Student's (unpaired) and paired t-test, Pearson Chi-square test were utilized for statistical analysis using IBM SPSS statistics version 20. P> 0.05 was considered statistically significant.


   Results Top


We got 49 cases of IDA in our study period, but we had to exclude 9 cases as they were identified with one or more exclusion criteria. There was no significant difference in age, sex, weight and height between patients and the control group [Table 1]. At presentation, as regard to the hematological parameters, there was a significant decrease in hemoglobin concentration, RBC (Red blood cell) count, hematocrit, and MCV in IDA patients when compared to the control group. Furthermore, there was a significant increase in platelets count and RDW (Red cell distribution width). No significant difference in total leucocyte count, lymphocytic count and reticulocyte count was detected on comparing both groups [Table 2]. Serum iron and ferritin were significantly lower in IDA patients with a significant increase in TIBC [Table 3]. The percentage of CD4 + lymphocytes and CD4:CD8 ratio was significantly lower than the control group (P < 0.001) [Table 4]. However, there was no significant difference of CD8 + lymphocytes, serum IgG, IgA, and IgM levels in IDA and the control group.
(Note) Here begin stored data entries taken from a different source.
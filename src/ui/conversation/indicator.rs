use ratatui::{
    buffer::Buffer,
    layout::Rect,
    style::{Color, Style},
    text::{Line, Span},
    widgets::Widget,
};
use std::time::{Duration, Instant};

const FRAME: Duration = Duration::from_millis(300);

/// "BookWise is thinking..." line shown while a reply is outstanding
#[derive(Debug, Clone, Copy)]
pub struct ThinkingIndicator {
    since: Instant,
}

impl ThinkingIndicator {
    pub fn new(since: Instant) -> Self {
        Self { since }
    }

    /// Animated dots for the current frame
    pub fn dots(&self, now: Instant) -> &'static str {
        let frame = now.saturating_duration_since(self.since).as_millis() / FRAME.as_millis();
        match frame % 4 {
            0 => ".",
            1 => "..",
            2 => "...",
            _ => "   ",
        }
    }
}

impl Widget for ThinkingIndicator {
    fn render(self, area: Rect, buf: &mut Buffer) {
        if area.is_empty() {
            return;
        }

        let indicator = Line::from(vec![
            Span::styled("📚 ", Style::default().fg(Color::Green)),
            Span::styled("BookWise is thinking", Style::default().fg(Color::Green)),
            Span::styled(self.dots(Instant::now()), Style::default().fg(Color::Yellow)),
        ]);
        buf.set_line(area.x, area.y, &indicator, area.width);
    }
}

#[cfg(test)]
mod tests {
    use super::*;

    #[test]
    fn dots_cycle_every_four_frames() {
        let start = Instant::now();
        let indicator = ThinkingIndicator::new(start);
        let frames: Vec<&str> = (0..5).map(|i| indicator.dots(start + FRAME * i)).collect();
        assert_eq!(frames, vec![".", "..", "...", "   ", "."]);
    }
}
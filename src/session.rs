use crate::client::RecommendationService;
use crate::conversation::{Conversation, Message};
use tracing::{debug, info};

/// A single chat session: one conversation and the service answering it.
///
/// The session is an ordinary value owned by whoever drives it; nothing about
/// it is global, so independent sessions can coexist.
pub struct ChatSession<S> {
    conversation: Conversation,
    service: S,
}

impl<S: RecommendationService> ChatSession<S> {
    pub fn new(greeting: impl Into<String>, service: S) -> Self {
        Self {
            conversation: Conversation::new(greeting),
            service,
        }
    }

    pub fn conversation(&self) -> &Conversation {
        &self.conversation
    }

    /// Submit `text` and wait for the reply.
    ///
    /// Returns the appended assistant message, or `None` when the submission
    /// was ignored (blank text or a reply still outstanding).
    pub async fn submit(&mut self, text: &str) -> Option<&Message> {
        let Some(turn) = self.conversation.submit_user_message(text) else {
            debug!("submission ignored");
            return None;
        };

        info!(history_len = turn.history.len(), "awaiting recommendation");
        let outcome = self.service.recommend(&turn).await;

        // The gate was set by the accepted submission above.
        self.conversation.receive_reply(outcome).ok()
    }
}

#[cfg(test)]
mod tests {
    use super::*;
    use crate::client::{ReplyOutcome, TransportError, UNREACHABLE_MESSAGE};
    use crate::conversation::{Author, Turn};
    use async_trait::async_trait;
    use std::collections::VecDeque;
    use std::sync::Mutex;

    enum Scripted {
        Payload(&'static str),
        Error(&'static str),
        Unreachable,
    }

    /// Answers turns from a script and records what it was asked
    struct ScriptedService {
        script: Mutex<VecDeque<Scripted>>,
        seen: Mutex<Vec<Turn>>,
    }

    impl ScriptedService {
        fn new(script: impl IntoIterator<Item = Scripted>) -> Self {
            Self {
                script: Mutex::new(script.into_iter().collect()),
                seen: Mutex::new(Vec::new()),
            }
        }
    }

    #[async_trait]
    impl RecommendationService for ScriptedService {
        async fn recommend(&self, turn: &Turn) -> ReplyOutcome {
            self.seen.lock().unwrap().push(turn.clone());
            match self.script.lock().unwrap().pop_front() {
                Some(Scripted::Payload(text)) => ReplyOutcome::Payload(text.to_string()),
                Some(Scripted::Error(text)) => ReplyOutcome::ServiceError(text.to_string()),
                Some(Scripted::Unreachable) | None => {
                    ReplyOutcome::TransportFailure(TransportError::Malformed("no scripted reply"))
                }
            }
        }
    }

    #[tokio::test]
    async fn one_round_trip_yields_three_messages() {
        let mut session = ChatSession::new("Hello!", ScriptedService::new([Scripted::Payload("Try 'Dune'.")]));
        assert_eq!(session.conversation().len(), 1);

        let reply = session.submit("something like Dune").await.unwrap();
        assert_eq!(reply.author, Author::Assistant);
        assert_eq!(reply.content, "Try 'Dune'.");

        let conversation = session.conversation();
        assert_eq!(conversation.len(), 3);
        assert!(!conversation.is_pending());
        let authors: Vec<Author> = conversation.messages().iter().map(|m| m.author).collect();
        assert_eq!(authors, vec![Author::Assistant, Author::User, Author::Assistant]);
    }

    #[tokio::test]
    async fn assistant_count_tracks_accepted_submissions() {
        let service = ScriptedService::new([
            Scripted::Payload("a1"),
            Scripted::Error("model unavailable"),
            Scripted::Unreachable,
        ]);
        let mut session = ChatSession::new("Hello!", service);

        let inputs = ["q1", "   ", "q2", "", "q3", "\t"];
        let mut accepted = 0;
        for input in inputs {
            if session.submit(input).await.is_some() {
                accepted += 1;
            }
        }
        assert_eq!(accepted, 3);

        let conversation = session.conversation();
        let users = conversation.messages().iter().filter(|m| m.is_user()).count();
        let assistants = conversation.messages().iter().filter(|m| !m.is_user()).count();
        assert_eq!(users, 3);
        // the seeded greeting is the extra assistant message
        assert_eq!(assistants, users + 1);

        let contents: Vec<&str> = conversation.messages().iter().map(|m| m.content.as_str()).collect();
        assert_eq!(contents[2], "a1");
        assert_eq!(contents[4], "Sorry, there was an error: model unavailable");
        assert_eq!(contents[6], UNREACHABLE_MESSAGE);
        assert!(!conversation.is_pending());
    }

    #[tokio::test]
    async fn service_sees_growing_history_without_greeting() {
        let service = ScriptedService::new([
            Scripted::Payload("a1"),
            Scripted::Payload("a2"),
            Scripted::Payload("a3"),
        ]);
        let mut session = ChatSession::new("Hello!", service);
        for query in ["q1", "q2", "q3"] {
            session.submit(query).await.unwrap();
        }

        let seen = session.service.seen.lock().unwrap();
        let lengths: Vec<usize> = seen.iter().map(|turn| turn.history.len()).collect();
        assert_eq!(lengths, vec![0, 2, 4]);
        assert!(seen[2].history.iter().all(|entry| entry.content != "Hello!"));
        assert_eq!(seen[2].query, "q3");
    }

    #[tokio::test]
    async fn blank_submission_never_reaches_the_service() {
        let mut session = ChatSession::new("Hello!", ScriptedService::new([]));
        assert!(session.submit("  \n ").await.is_none());
        assert!(session.service.seen.lock().unwrap().is_empty());
        assert_eq!(session.conversation().len(), 1);
    }
}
Following iron supplementation for 3 months, most of the hematological, immunological parameters and iron indices improved significantly [Table 2], [Table 3], [Table 4]. Compared to the control group, hemoglobin concentration, RBC count, hematocrit, MCV, platelet counts, serum iron, ferritin, and TIBC were normalized [Table 2] and [Table 3]. In addition, significant increase in the percentage of both CD4 + lymphocytes and CD4:CD8 ratio was observed with their values comparable to those in the control group [Table 4] and [Figure 2].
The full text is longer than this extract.